Die Kanzlerin hatte Selenskij im Juli in Berlin aufgefordert, er solle die Steinmeier-Formel in ukrainisches Recht überführen - ein Vorschlag des heutigen Bundespräsidenten aus seiner Zeit als Außenminister. Danach soll Kiew der von Moskau abhängigen "Volksrepublik Donezk" (DNR) und der "Volksrepublik Lugansk" (LNR) einen Status weitgehender Autonomie nach eigenen Wahlen zugestehen. Die Ukrainer indes lehnen die Formel heute ab - erst recht, weil Russland längst eine Politik schleichender Annexion betreibt.

Zuerst befahl Putin 2017, von der DNR und der LNR ausgegebene Pässe anzuerkennen. Am 24. April 2019 ließ Russlands Präsident einen Erlass zur Ausgabe russischer Pässe an DNR- und LNR-Bewohner folgen. Bis Anfang Mai hatte Russland dem Innenministerium zufolge dort bereits 527 000 Pässe ausgegeben. Bis Ende 2021 könne die Millionenmarke erreicht werden. Das sehen die Ukrainer als massiven Angriff auf die eigene Staatlichkeit.

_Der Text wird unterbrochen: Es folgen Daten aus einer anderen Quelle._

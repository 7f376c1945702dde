//! Socket configuration.
//!
//! A [`SocketConfig`] is built once, validated eagerly and never changes
//! while the socket is open.

use std::net::{IpAddr, Ipv4Addr};
use std::time::Duration;

use crate::core::{
    CONNECTION_TIMEOUT, ConfigError, DEFAULT_MTU, DEFAULT_RECEIVER_BUFFER_SIZE,
    DEFAULT_SENDER_BUFFER_SIZE, HEARTBEAT_INTERVAL, HEARTBEATS_BEFORE_LOST, INITIAL_RTO, MIN_MTU,
    TICK_INTERVAL,
};

use super::frame::sizes;

/// Largest datagram the socket will build (fits the 16-bit length field).
pub const MAX_MTU: usize = 65_507;

/// Socket configuration.
#[derive(Debug, Clone, PartialEq)]
pub struct SocketConfig {
    /// Accept inbound connections (listen mode).
    pub accept_connections: bool,

    /// Local address to bind to.
    pub address: IpAddr,

    /// Local port to bind to. Zero picks an ephemeral port.
    pub port: u16,

    /// Outbound datagrams per second for the whole socket. Zero is unlimited.
    pub rate_limit: u32,

    /// Probability in `[0, 1]` of discarding each outbound datagram.
    pub fabricated_packet_drop_rate: f64,

    /// Largest datagram size.
    pub mtu: usize,

    /// Heartbeat interval on an idle connection.
    pub heartbeat_interval: Duration,

    /// Silent heartbeat intervals before a connection is reported lost.
    pub heartbeats_before_lost: f64,

    /// Silence after which a connection is closed, and connect gives up.
    pub connection_timeout: Duration,

    /// Batching interval for outgoing messages and acknowledgements.
    pub tick_interval: Duration,

    /// Capacity of each connection's sender buffer in payload bytes.
    pub sender_buffer_size: usize,

    /// Capacity of each connection's reorder buffer in payload bytes.
    pub receiver_buffer_size: usize,

    /// Most connections the socket accepts at once.
    pub max_connections: usize,
}

impl Default for SocketConfig {
    fn default() -> Self {
        Self {
            accept_connections: false,
            address: IpAddr::V4(Ipv4Addr::UNSPECIFIED),
            port: 0,
            rate_limit: 0,
            fabricated_packet_drop_rate: 0.0,
            mtu: DEFAULT_MTU,
            heartbeat_interval: HEARTBEAT_INTERVAL,
            heartbeats_before_lost: HEARTBEATS_BEFORE_LOST,
            connection_timeout: CONNECTION_TIMEOUT,
            tick_interval: TICK_INTERVAL,
            sender_buffer_size: DEFAULT_SENDER_BUFFER_SIZE,
            receiver_buffer_size: DEFAULT_RECEIVER_BUFFER_SIZE,
            max_connections: 1024,
        }
    }
}

impl SocketConfig {
    /// Start a builder with default values.
    pub fn builder() -> SocketConfigBuilder {
        SocketConfigBuilder::new()
    }

    /// Parse wrapper-style options.
    ///
    /// Recognised keys are `acceptConnections`, `port`, `rateLimit` and
    /// `fabricatedPacketDropRate` (snake_case spellings are accepted too).
    /// Unknown keys and unparsable or out-of-range values fail.
    pub fn from_options<'a, I>(options: I) -> Result<Self, ConfigError>
    where
        I: IntoIterator<Item = (&'a str, &'a str)>,
    {
        let mut config = Self::default();
        for (key, value) in options {
            let invalid = || ConfigError::InvalidValue {
                option: key.to_string(),
                value: value.to_string(),
            };
            match key {
                "acceptConnections" | "accept_connections" => {
                    config.accept_connections = value.parse().map_err(|_| invalid())?;
                }
                "port" => config.port = value.parse().map_err(|_| invalid())?,
                "rateLimit" | "rate_limit" => {
                    config.rate_limit = value.parse().map_err(|_| invalid())?;
                }
                "fabricatedPacketDropRate" | "fabricated_packet_drop_rate" => {
                    config.fabricated_packet_drop_rate = value.parse().map_err(|_| invalid())?;
                }
                other => return Err(ConfigError::UnknownOption(other.to_string())),
            }
        }
        config.validate()?;
        Ok(config)
    }

    /// Check every value is in range.
    pub fn validate(&self) -> Result<(), ConfigError> {
        if !(0.0..=1.0).contains(&self.fabricated_packet_drop_rate) {
            return Err(ConfigError::OutOfRange {
                option: "fabricatedPacketDropRate",
                reason: "must be within [0, 1]",
            });
        }
        if !(MIN_MTU..=MAX_MTU).contains(&self.mtu) {
            return Err(ConfigError::OutOfRange {
                option: "mtu",
                reason: "must be within [576, 65507]",
            });
        }
        if self.heartbeat_interval.is_zero() || self.tick_interval.is_zero() {
            return Err(ConfigError::OutOfRange {
                option: "heartbeatInterval",
                reason: "intervals must be non-zero",
            });
        }
        if !(self.heartbeats_before_lost >= 1.0 && self.heartbeats_before_lost.is_finite()) {
            return Err(ConfigError::OutOfRange {
                option: "heartbeatsBeforeLost",
                reason: "must be at least 1",
            });
        }
        if self.connection_timeout <= self.lost_after() {
            return Err(ConfigError::OutOfRange {
                option: "connectionTimeout",
                reason: "must exceed the liveness window",
            });
        }
        if self.sender_buffer_size < self.max_payload() {
            return Err(ConfigError::OutOfRange {
                option: "senderBufferSize",
                reason: "must hold at least one full datagram",
            });
        }
        if self.max_connections == 0 {
            return Err(ConfigError::OutOfRange {
                option: "maxConnections",
                reason: "must be non-zero",
            });
        }
        Ok(())
    }

    /// Silence after which a connection is reported lost.
    pub fn lost_after(&self) -> Duration {
        self.heartbeat_interval.mul_f64(self.heartbeats_before_lost)
    }

    /// Largest payload of a single message.
    pub fn max_payload(&self) -> usize {
        self.mtu - sizes::PACKET_HEADER_SIZE - sizes::MAX_MESSAGE_HEADER_SIZE
    }

    /// Per-connection parameters derived from this config.
    pub fn connection_params(&self) -> ConnectionParams {
        ConnectionParams {
            mtu: self.mtu,
            heartbeat_interval: self.heartbeat_interval,
            lost_after: self.lost_after(),
            connection_timeout: self.connection_timeout,
            tick_interval: self.tick_interval,
            initial_rto: INITIAL_RTO,
            sender_buffer_size: self.sender_buffer_size,
            receiver_buffer_size: self.receiver_buffer_size,
        }
    }
}

/// Parameters a single connection runs with.
#[derive(Debug, Clone, PartialEq)]
pub struct ConnectionParams {
    /// Largest datagram size.
    pub mtu: usize,
    /// Heartbeat interval.
    pub heartbeat_interval: Duration,
    /// Liveness window.
    pub lost_after: Duration,
    /// Silence before the connection is closed.
    pub connection_timeout: Duration,
    /// Batching interval.
    pub tick_interval: Duration,
    /// Retransmission timeout before the first RTT sample.
    pub initial_rto: Duration,
    /// Sender buffer capacity.
    pub sender_buffer_size: usize,
    /// Receiver buffer capacity.
    pub receiver_buffer_size: usize,
}

impl Default for ConnectionParams {
    fn default() -> Self {
        SocketConfig::default().connection_params()
    }
}

impl ConnectionParams {
    /// Largest payload of a single message.
    pub fn max_payload(&self) -> usize {
        self.mtu - sizes::PACKET_HEADER_SIZE - sizes::MAX_MESSAGE_HEADER_SIZE
    }
}

/// Builder for [`SocketConfig`].
#[derive(Debug, Default)]
pub struct SocketConfigBuilder {
    config: SocketConfig,
}

impl SocketConfigBuilder {
    /// Create a new builder with default values.
    pub fn new() -> Self {
        Self::default()
    }

    /// Accept inbound connections.
    pub fn accept_connections(mut self, accept: bool) -> Self {
        self.config.accept_connections = accept;
        self
    }

    /// Set the bind address.
    pub fn address(mut self, address: IpAddr) -> Self {
        self.config.address = address;
        self
    }

    /// Set the bind port.
    pub fn port(mut self, port: u16) -> Self {
        self.config.port = port;
        self
    }

    /// Set the outbound datagram rate limit (per second, 0 = unlimited).
    pub fn rate_limit(mut self, rate: u32) -> Self {
        self.config.rate_limit = rate;
        self
    }

    /// Set the fabricated packet drop probability.
    pub fn fabricated_packet_drop_rate(mut self, rate: f64) -> Self {
        self.config.fabricated_packet_drop_rate = rate;
        self
    }

    /// Set the maximum datagram size.
    pub fn mtu(mut self, mtu: usize) -> Self {
        self.config.mtu = mtu;
        self
    }

    /// Set the heartbeat interval.
    pub fn heartbeat_interval(mut self, interval: Duration) -> Self {
        self.config.heartbeat_interval = interval;
        self
    }

    /// Set how many silent heartbeat intervals make a connection lost.
    pub fn heartbeats_before_lost(mut self, count: f64) -> Self {
        self.config.heartbeats_before_lost = count;
        self
    }

    /// Set the connection timeout.
    pub fn connection_timeout(mut self, timeout: Duration) -> Self {
        self.config.connection_timeout = timeout;
        self
    }

    /// Set the batching interval.
    pub fn tick_interval(mut self, interval: Duration) -> Self {
        self.config.tick_interval = interval;
        self
    }

    /// Set the sender buffer capacity.
    pub fn sender_buffer_size(mut self, size: usize) -> Self {
        self.config.sender_buffer_size = size;
        self
    }

    /// Set the receiver buffer capacity.
    pub fn receiver_buffer_size(mut self, size: usize) -> Self {
        self.config.receiver_buffer_size = size;
        self
    }

    /// Set the maximum number of concurrent connections.
    pub fn max_connections(mut self, max: usize) -> Self {
        self.config.max_connections = max;
        self
    }

    /// Validate and build the configuration.
    pub fn build(self) -> Result<SocketConfig, ConfigError> {
        self.config.validate()?;
        Ok(self.config)
    }
}

#[cfg(test)]
mod tests {
    use super::*;

    #[test]
    fn test_defaults_are_valid() {
        let config = SocketConfig::default();
        assert!(config.validate().is_ok());
        assert!(!config.accept_connections);
        assert_eq!(config.mtu, DEFAULT_MTU);
        // 2.5 heartbeats of 3.33 s
        let lost = config.lost_after();
        assert!(lost > Duration::from_millis(8300) && lost < Duration::from_millis(8400));
    }

    #[test]
    fn test_builder() {
        let config = SocketConfig::builder()
            .accept_connections(true)
            .port(5000)
            .rate_limit(200)
            .fabricated_packet_drop_rate(0.25)
            .build()
            .unwrap();
        assert!(config.accept_connections);
        assert_eq!(config.port, 5000);
        assert_eq!(config.rate_limit, 200);
        assert_eq!(config.fabricated_packet_drop_rate, 0.25);
    }

    #[test]
    fn test_builder_rejects_drop_rate() {
        let err = SocketConfig::builder()
            .fabricated_packet_drop_rate(1.5)
            .build()
            .unwrap_err();
        assert!(matches!(
            err,
            ConfigError::OutOfRange {
                option: "fabricatedPacketDropRate",
                ..
            }
        ));
        assert!(SocketConfig::builder()
            .fabricated_packet_drop_rate(f64::NAN)
            .build()
            .is_err());
    }

    #[test]
    fn test_builder_rejects_small_mtu() {
        assert!(SocketConfig::builder().mtu(100).build().is_err());
    }

    #[test]
    fn test_builder_rejects_timeout_inside_liveness_window() {
        let result = SocketConfig::builder()
            .heartbeat_interval(Duration::from_secs(10))
            .connection_timeout(Duration::from_secs(20))
            .build();
        assert!(result.is_err());
    }

    #[test]
    fn test_from_options() {
        let config = SocketConfig::from_options([
            ("acceptConnections", "true"),
            ("port", "4000"),
            ("rateLimit", "50"),
            ("fabricatedPacketDropRate", "0.1"),
        ])
        .unwrap();
        assert!(config.accept_connections);
        assert_eq!(config.port, 4000);
        assert_eq!(config.rate_limit, 50);
        assert_eq!(config.fabricated_packet_drop_rate, 0.1);
    }

    #[test]
    fn test_from_options_rejects_unknown() {
        assert_eq!(
            SocketConfig::from_options([("colour", "blue")]),
            Err(ConfigError::UnknownOption("colour".into()))
        );
    }

    #[test]
    fn test_from_options_rejects_bad_values() {
        assert!(matches!(
            SocketConfig::from_options([("port", "70000")]),
            Err(ConfigError::InvalidValue { .. })
        ));
        assert!(matches!(
            SocketConfig::from_options([("fabricatedPacketDropRate", "-0.5")]),
            Err(ConfigError::OutOfRange { .. })
        ));
    }

    #[test]
    fn test_max_payload() {
        let config = SocketConfig::default();
        assert_eq!(config.max_payload(), DEFAULT_MTU - 9 - 8);
        assert_eq!(config.connection_params().max_payload(), config.max_payload());
    }
}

Der Kleinkrieg geht weiter: Trotz offiziellen Waffenstillstands kommt es in der Ostukraine immer wieder zu Gefechten - im Bild ein ukrainischer Soldat in einem Schützengraben. (Foto: Anatolii Stepanov/AFP)

Und das ist auch der Hintergrund, warum sie die Kanzlerin gern, wenn schon nicht bei einem Besuch des Donbass, am Dienstag als hochrangigen Gast auf dem Feiertag zur Unabhängigkeit gesehen hätten. Dass die Kanzlerin diesen Termin meidet, werteten ukrainische Medien als Merkels Bemühen, Putin nicht demonstrativ zu verprellen.

Andere ukrainische Wünsche trug Präsident Selenskij schon bei seinem Besuch in Berlin am 12. Juli erfolglos vor: allen voran einen Baustopp der Gaspipeline Nord Stream 2 in letzter Minute und deutsche Waffen für die Ukraine. Mit beiden Anliegen scheiterte Selenskij. Stattdessen einigten sich Deutschland und die USA in einer Erklärung vom 21. Juli, die Ukraine solle als Gastransitland erhalten bleiben und Investitionen von einer Milliarde Euro in die Entwicklung erneuerbarer Energien bekommen.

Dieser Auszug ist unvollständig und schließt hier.